My face was frozen at his radiant sight. In my eyelid’s blink he disappeared, before I could reciprocate his hospitality back with: “wailkum assalam warahamatuh allah wabarakatuh (Allah’s peace and blessing be unto you) beloved commander. I hope to meet you soon when the day breaks through.” After all, Allah teaches, “And when you are greeted with a greeting, respond [in return] with a better greeting or [at least] return it [in a similar manner]. Indeed, Allah is ever, over all things, an accountant.”
In preponderance and hindsight, I realized then, as I do now, that all this time in the tunnels (that felt as an eternity) I had the honor of resting and sitting on the edge of the Commander’s modest mattress. He vanished before my watery eyes could dry or even my hunger could be quenched with his sight. I remained on his bed reading from his worn copy of the Qurān. I alternated between my recitation and playing with the miniature toy-gifts - that the Commander was long known to have shared and distributed to Gaza’s orphan children before his own.
About The Commander: My Host
Al-Deif was born in Khan Yunis on August 12th, 1965 where he spent his childhood. His family was poor and during the 1948 Nakba, they were forced by Zionists to flee Al-Qubeiba - a now erased town, near Ramleh - to Gaza. His father was a poultry farmer, a driver, and worked in spinning and upholstery, and he relied on Al-Deif to help him with work. From nascency, Al-Deif witnessed the brutality of the Zionist entity upon the Ummah, Palestine, and his family and without hesitation upon the opportunity’s availability accompanied the ranks of Gaza’s mujahideen.
Al-Deif helped found the Hamas movement in 1987 and rose to become Commander of Al-Qassam (the military wing) in 2002 after the Israeli assassination of martyr Salah Shehade. Al-Deif was key in masterminding Al-Qassam’s ingenious combination of subterranean tunnel warfare and air-bound rocket attacks against the occupation while under siege in Gaza.
He was a multifaceted visionary, a master of both earth and sky.
In 1989, soon after becoming a mujahid, Al-Deif was arrested by the Zionist entity and spent 16 months in prison without trial, under constantly renewed “administrative detention” on account of his involvement with Al-Qassam.
Upon his release from the entity’s prisons, Al-Deif returned to Gaza and began cultivating his multi-skills in the affairs of war and resistance.
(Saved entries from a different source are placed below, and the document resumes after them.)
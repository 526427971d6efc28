//! Bounded priority queues of pending event ids
//!
//! Three tiers: alarm (critical), overflow (RAS window), and default
//! (keepalive). An event id lives in at most one tier at a time; enqueueing
//! an id that is already queued anywhere is a no-op, and inserts beyond a
//! tier's capacity are rejected without disturbing existing entries.

use std::collections::VecDeque;

use termlink_proto::EventId;

/// Priority class of a queued event id
#[derive(Debug, Clone, Copy, PartialEq, Eq)]
pub enum Priority {
    Alarm,
    Overflow,
    Default,
}

/// Result of an enqueue attempt
#[derive(Debug, Clone, Copy, PartialEq, Eq)]
pub enum EnqueueOutcome {
    Queued,
    AlreadyQueued,
    /// Tier at capacity; the id was not inserted
    Rejected,
}

/// The three bounded tiers
#[derive(Debug)]
pub struct EventQueues {
    capacity: usize,
    alarm: VecDeque<EventId>,
    overflow: VecDeque<EventId>,
    default: VecDeque<EventId>,
}

impl EventQueues {
    pub fn new(capacity: usize) -> Self {
        Self {
            capacity,
            alarm: VecDeque::new(),
            overflow: VecDeque::new(),
            default: VecDeque::new(),
        }
    }

    pub fn enqueue(&mut self, priority: Priority, id: EventId) -> EnqueueOutcome {
        if self.contains(id) {
            return EnqueueOutcome::AlreadyQueued;
        }
        let capacity = self.capacity;
        let queue = self.tier_mut(priority);
        if queue.len() >= capacity {
            return EnqueueOutcome::Rejected;
        }
        queue.push_back(id);
        EnqueueOutcome::Queued
    }

    pub fn contains(&self, id: EventId) -> bool {
        self.alarm.contains(&id) || self.overflow.contains(&id) || self.default.contains(&id)
    }

    /// Highest-priority pending id, alarm before overflow before default
    pub fn front(&self) -> Option<(Priority, EventId)> {
        self.alarm
            .front()
            .map(|&id| (Priority::Alarm, id))
            .or_else(|| self.overflow.front().map(|&id| (Priority::Overflow, id)))
            .or_else(|| self.default.front().map(|&id| (Priority::Default, id)))
    }

    /// Drop `id` from whichever tier holds it
    pub fn remove(&mut self, id: EventId) -> bool {
        for queue in [&mut self.alarm, &mut self.overflow, &mut self.default] {
            if let Some(pos) = queue.iter().position(|&x| x == id) {
                queue.remove(pos);
                return true;
            }
        }
        false
    }

    /// Discard the overflow tier's front entry (terminus reported nothing
    /// pending, so the overflow id it covered is stale).
    pub fn pop_overflow_front(&mut self) -> Option<EventId> {
        self.overflow.pop_front()
    }

    /// "No alarm or overflow events pending" — gates disruptive operations
    pub fn alarm_tiers_empty(&self) -> bool {
        self.alarm.is_empty() && self.overflow.is_empty()
    }

    pub fn len(&self) -> usize {
        self.alarm.len() + self.overflow.len() + self.default.len()
    }

    pub fn is_empty(&self) -> bool {
        self.len() == 0
    }

    fn tier_mut(&mut self, priority: Priority) -> &mut VecDeque<EventId> {
        match priority {
            Priority::Alarm => &mut self.alarm,
            Priority::Overflow => &mut self.overflow,
            Priority::Default => &mut self.default,
        }
    }
}
//! Notification classification
//!
//! Unsolicited notifications from a terminus fall into three groups: pollable
//! message-poll events (queued at alarm priority), RAS sensor events whose
//! reading names a pollable record (queued at overflow priority), and the
//! management-channel state sensor, which is consumed inline rather than
//! queued because it gates the channel lifecycle itself.

use std::sync::Arc;

use termlink_proto::{EventId, Notification, EVENT_ID_INVALID, EVENT_ID_NONE};

use crate::queues::Priority;

/// Sensor id carrying management-channel lifecycle transitions
pub const CHANNEL_STATE_SENSOR: u16 = 175;

/// Inclusive sensor-id window reserved for RAS error records
pub const RAS_SENSOR_FIRST: u16 = 191;
pub const RAS_SENSOR_LAST: u16 = 198;

/// Decoded reading of the channel-state sensor
#[derive(Debug, Clone, Copy, PartialEq, Eq)]
pub struct ChannelState {
    /// Lifecycle phase in the low byte
    pub phase: u8,
    /// Outcome status in the next byte, nonzero on failure
    pub status: u8,
}

impl ChannelState {
    pub fn from_reading(reading: u32) -> Self {
        Self {
            phase: (reading & 0xFF) as u8,
            status: ((reading >> 8) & 0xFF) as u8,
        }
    }

    /// The terminus is about to restart its management channel
    pub fn update_initiated(&self) -> bool {
        self.phase == 0x01
    }

    /// The channel restart finished; `status` says how
    pub fn update_complete(&self) -> bool {
        self.phase == 0x02
    }
}

/// Side effects of channel-state transitions, supplied by the embedding
/// application.
pub trait LifecycleHooks: Send + Sync {
    /// Stop issuing non-essential requests until the channel comes back.
    fn enter_quiescent_mode(&self);

    /// Channel restart completed with a nonzero status.
    fn notify_failure(&self, status: u8);
}

/// Maps a notification to the queue tier it belongs in, or consumes it
/// inline when it is a channel-state transition.
pub struct Classifier {
    hooks: Option<Arc<dyn LifecycleHooks>>,
}

impl Classifier {
    pub fn new() -> Self {
        Self { hooks: None }
    }

    pub fn with_hooks(hooks: Arc<dyn LifecycleHooks>) -> Self {
        Self { hooks: Some(hooks) }
    }

    /// Classify one notification. `Some((priority, id))` means the caller
    /// should queue `id` for polling; `None` means the notification was
    /// consumed (or discarded) here.
    pub fn classify(&self, notification: &Notification) -> Option<(Priority, EventId)> {
        match notification {
            Notification::MessagePoll { tid, event_id, .. } => {
                if !pollable_id(*event_id) {
                    tracing::debug!(
                        tid,
                        event_id = format_args!("{event_id:#x}"),
                        "message-poll notification with sentinel id ignored"
                    );
                    return None;
                }
                Some((Priority::Alarm, *event_id))
            }
            Notification::NumericSensor {
                tid,
                sensor_id,
                event_state,
                present_reading,
                ..
            } => {
                if *sensor_id == CHANNEL_STATE_SENSOR {
                    self.channel_transition(*tid, ChannelState::from_reading(*present_reading));
                    return None;
                }
                if (RAS_SENSOR_FIRST..=RAS_SENSOR_LAST).contains(sensor_id) {
                    // the reading's low half names the record to pull
                    let event_id = (*present_reading & 0xFFFF) as EventId;
                    if !pollable_id(event_id) {
                        tracing::debug!(
                            tid,
                            sensor_id,
                            "RAS sensor fired without a pollable record id"
                        );
                        return None;
                    }
                    return Some((Priority::Overflow, event_id));
                }
                tracing::debug!(
                    tid,
                    sensor_id,
                    event_state,
                    "sensor event outside managed windows ignored"
                );
                None
            }
        }
    }

    fn channel_transition(&self, tid: u8, state: ChannelState) {
        let Some(hooks) = &self.hooks else {
            tracing::debug!(tid, ?state, "channel-state transition with no hooks installed");
            return;
        };
        if state.update_initiated() {
            tracing::info!(tid, "management channel restarting, entering quiescent mode");
            hooks.enter_quiescent_mode();
        } else if state.update_complete() {
            if state.status == 0 {
                tracing::info!(tid, "management channel restart complete");
            } else {
                tracing::warn!(tid, status = state.status, "management channel restart failed");
                hooks.notify_failure(state.status);
            }
        } else {
            tracing::debug!(tid, phase = state.phase, "unrecognized channel-state phase");
        }
    }
}

impl Default for Classifier {
    fn default() -> Self {
        Self::new()
    }
}

fn pollable_id(id: EventId) -> bool {
    id != EVENT_ID_NONE && id != EVENT_ID_INVALID
}
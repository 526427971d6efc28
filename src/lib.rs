//! Umbrella crate for the termlink controller engine.
//!
//! Re-exports the three workspace crates so embedding applications depend on
//! a single name:
//!
//! - [`proto`]: message and description-record model
//! - [`transport`]: token pool and the correlator seam to the wire
//! - [`engine`]: discovery, event polling, classification, and endpoint
//!   lifecycle management

pub use termlink_engine as engine;
pub use termlink_proto as proto;
pub use termlink_transport as transport;

pub use termlink_engine::{EndpointManager, EngineConfig};
pub use termlink_transport::Correlator;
Al-Deif became an expert bomb maker, studying the craft as a disciple of the talented Yahyia Ayash, a man dubbed by the muqawama as “The Engineer (al-muhandis)” who was assassinated by the Zionist entity in 1996.
In the mid-1990s, Zionist Prime Minister Shimon Perez asked Palestinian President Yasser Arafat to re-arrest Al-Deif, who had planned several tactical bombings of settler buses in the 1990s and later the 2000s including the infamous 1996 Jaffa Road bus bombings. Al-Deif also notably organized the kidnapping and killing of 3 Zionist soldiers in the 1990s, his initial intent being to leverage the three prisoners as bargaining chips for the release of Palestinian hostages from Zionist jails. Al-Deif also helped found the resistance in the West Bank.
During the 1990s, the Palestinian Authority (PA) (Israel’s puppet governing force) tried to dismantle Al-Qassam. They seduced as well as terrorized some of Al-Qassam’s prominent mujahideen figures into joining the PA, a strategy which divided Al-Qassam. Most of the mujahideen who joined the PA were from Khan Yunis and were long time friends of Al-Deif. Despite the pain Al-Deif felt at their abandonment and his disagreements with them, he still loved them. The PA attempted to recruit Al-Deif but he kept steadfast in remaining part of the resistance in Gaza.

He rebuilt Al-Qassam from a state of weakness to even stronger than it was before, joined by new prominent figures who would infuse the movement with strength, including Adnan Al-Ghoul, Marwan Issa, Ahmed Jabari, and the legendary General Yahya Sinwar.
The Commander (also known as Abu Khaled) was selfless, and up till his martyrdom he remained largely unphotographed, unrecognized, unidentifiable. In fact, the only photo the Zionist entity had of the Commander before Al-Aqsa Flood, was a picture of him when he was in his 30s. All thanks to Allah and our mujahideen, we have more photos of him since his martyrdom.
In May 2000, at the behest of the Zionist entity, the collaborating PA arrested Al-Deif, but he managed to escape 7 months later.
Miraculously, Al-Deif was the organizer of Zionist soldier Gilad Shalit’s infamous June 2006 kidnapping whose release in 2011, orchestrated by General Sinwar himself, would allow for the General’s freeing of 1,026 Palestinian hostages.
Al-Deif was known by the Zionist entity as the “cat with nine lives” - he had up until his martyrdom survived, by Allah’s will, at least, seven assassination attempts.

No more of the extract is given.